Recently, researchers at Harvard, UNC and HEC Paris sought to understand John Dewey’s well-known assertion, “We do not learn from experience… we learn from reflecting on experience.” Their goal: to study the ways in which reflecting on workplace experiences–whether as individuals or in groups– improves performance.

Their findings (working paper available here) offer strong evidence that we should all spend more of our time in reflection – especially at work.  In a lab setting, participants were asked to solve several puzzles, write brief (and in some cases shareable) reflections on their strategies, challenges and solutions, while a control group did the puzzles without reflection. On a second set of puzzles, the reflecting participant groups showed an 18% improvement over the non-reflecting control group.

In the field, the researchers asked employees in a large Indian company to spend 15 minutes a day personally reflecting on their work experiences, some alone and others with colleagues.  Again, the results pointed to the benefits of reflection.  Carmen Nobel, senior editor of HBS Working Knowledge, summarizes:

Over the course of one month, workers in both the reflection and sharing condition performed [22.8 and 25 percent] better than those in the control group… This was in spite of the fact that the control group had been working 15 minutes longer per day than the other groups, who had spent that time reflecting and sharing instead [emphasis added].

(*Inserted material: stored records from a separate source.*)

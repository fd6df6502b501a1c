// Copyright 2025 jonefeewang@gmail.com
//
// Licensed under the Apache License, Version 2.0 (the "License");
// you may not use this file except in compliance with the License.
// You may obtain a copy of the License at
//
//     http://www.apache.org/licenses/LICENSE-2.0
//
// Unless required by applicable law or agreed to in writing, software
// distributed under the License is distributed on an "AS IS" BASIS,
// WITHOUT WARRANTIES OR CONDITIONS OF ANY KIND, either express or implied.
// See the License for the specific language governing permissions and
// limitations under the License.

extern crate config as _;

use std::path::Path;
use std::time::Duration;

use serde::{Deserialize, Serialize};

use super::{AppError, AppResult};
use crate::node::{CertificateRequest, TlsMode};
use crate::utils::{DispatchOrder, WorkerPoolConfig};

/// Everything a node needs at construction and `run` time.
///
/// Missing keys fall back to `NodeConfig::default()`.
#[derive(Debug, Clone, Serialize, Deserialize)]
#[serde(default)]
pub struct NodeConfig {
    pub node_name: String,
    pub bind_address: String,
    pub port: u16,
    pub tls_mode: TlsMode,
    /// PEM files used in `system_ssl` mode.
    pub tls_cert_path: Option<String>,
    pub tls_key_path: Option<String>,
    /// Subject of the certificate generated in `self_signed` mode.
    pub certificate: CertificateRequest,
    pub max_connections: usize,
    pub confirmation_timeout_ms: u64,
    /// 0 means one worker per CPU core.
    pub worker_pool_size: usize,
    pub worker_channel_capacity: usize,
    pub worker_monitor_interval_ms: u64,
    pub dispatch_order: DispatchOrder,
    pub accept_legacy_hash: bool,
    pub send_wait_timeout_ms: u64,
    pub stop_grace_ms: u64,
    pub read_buffer_size: usize,
    pub event_channel_capacity: usize,
}

impl Default for NodeConfig {
    fn default() -> Self {
        NodeConfig {
            node_name: format!("heart-{}", uuid::Uuid::new_v4().simple()),
            bind_address: "0.0.0.0".to_string(),
            port: 7777,
            tls_mode: TlsMode::NoSsl,
            tls_cert_path: None,
            tls_key_path: None,
            certificate: CertificateRequest::default(),
            max_connections: 1024,
            confirmation_timeout_ms: 30_000,
            worker_pool_size: 0,
            worker_channel_capacity: 1024,
            worker_monitor_interval_ms: 5_000,
            dispatch_order: DispatchOrder::Shared,
            accept_legacy_hash: false,
            send_wait_timeout_ms: 5_000,
            stop_grace_ms: 5_000,
            read_buffer_size: 4 * 1024,
            event_channel_capacity: 1024,
        }
    }
}

impl NodeConfig {
    /// Loads the config file at `path`, then applies `HEART_*` environment
    /// overrides (`HEART_PORT=9000`, `HEART_CERTIFICATE__COMMON_NAME=...`).
    pub fn set_up_config<P: AsRef<Path>>(path: P) -> AppResult<NodeConfig> {
        let path_str = path
            .as_ref()
            .to_str()
            .ok_or(AppError::InvalidValue(format!(
                "config file path: {}",
                path.as_ref().to_string_lossy()
            )))?;
        let config = config::Config::builder()
            .add_source(config::File::with_name(path_str))
            .add_source(
                config::Environment::with_prefix("HEART")
                    .prefix_separator("_")
                    .separator("__"),
            )
            .build()?;

        let node_config: NodeConfig = config.try_deserialize()?;
        node_config.validate()?;
        Ok(node_config)
    }

    pub fn validate(&self) -> AppResult<()> {
        if self.max_connections == 0 {
            return Err(AppError::InvalidValue("max_connections must be > 0".into()));
        }
        if self.read_buffer_size == 0 {
            return Err(AppError::InvalidValue("read_buffer_size must be > 0".into()));
        }
        if self.tls_mode == TlsMode::SystemSsl
            && (self.tls_cert_path.is_none() || self.tls_key_path.is_none())
        {
            return Err(AppError::InvalidValue(
                "system_ssl needs tls_cert_path and tls_key_path".into(),
            ));
        }
        Ok(())
    }

    pub fn confirmation_timeout(&self) -> Duration {
        Duration::from_millis(self.confirmation_timeout_ms)
    }

    pub fn send_wait_timeout(&self) -> Duration {
        Duration::from_millis(self.send_wait_timeout_ms)
    }

    pub fn stop_grace(&self) -> Duration {
        Duration::from_millis(self.stop_grace_ms)
    }

    pub fn worker_count(&self) -> usize {
        if self.worker_pool_size == 0 {
            num_cpus::get()
        } else {
            self.worker_pool_size
        }
    }

    pub fn worker_pool_config(&self) -> WorkerPoolConfig {
        WorkerPoolConfig {
            channel_capacity: self.worker_channel_capacity,
            num_workers: self.worker_count(),
            order: self.dispatch_order,
            monitor_interval: Duration::from_millis(self.worker_monitor_interval_ms.max(1)),
        }
    }
}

Observing the study’s outcomes, one of its authors, Francesca Gino, commented, “When we fall behind even though we’re working hard, our response is often just to work harder. But in terms of working smarter, our research suggests that we should take time for reflection.”

These findings on the unique relationship between reflection and work underscore the value of sharing literature in the workplace. The experience of work (both individual and collective) triggers the opportunity for reflection, and the shared book and seminar provide the vehicles for participants to share and deepen those reflections.  As several Books@Work participants have told us, “I saw myself in this book.” What better way to set up a rich context for tackling the issues currently on our minds?

But Books@Work goes beyond providing an opportunity to practice reflection.  By developing the seminar over sustained periods of time (3-6 months, if not longer), the program develops habits of reflection and the communities to continue to share these ideas. The seminar provides the space to slow down, reconsider and reimagine the workplace, in reflective – and apparently productive – ways.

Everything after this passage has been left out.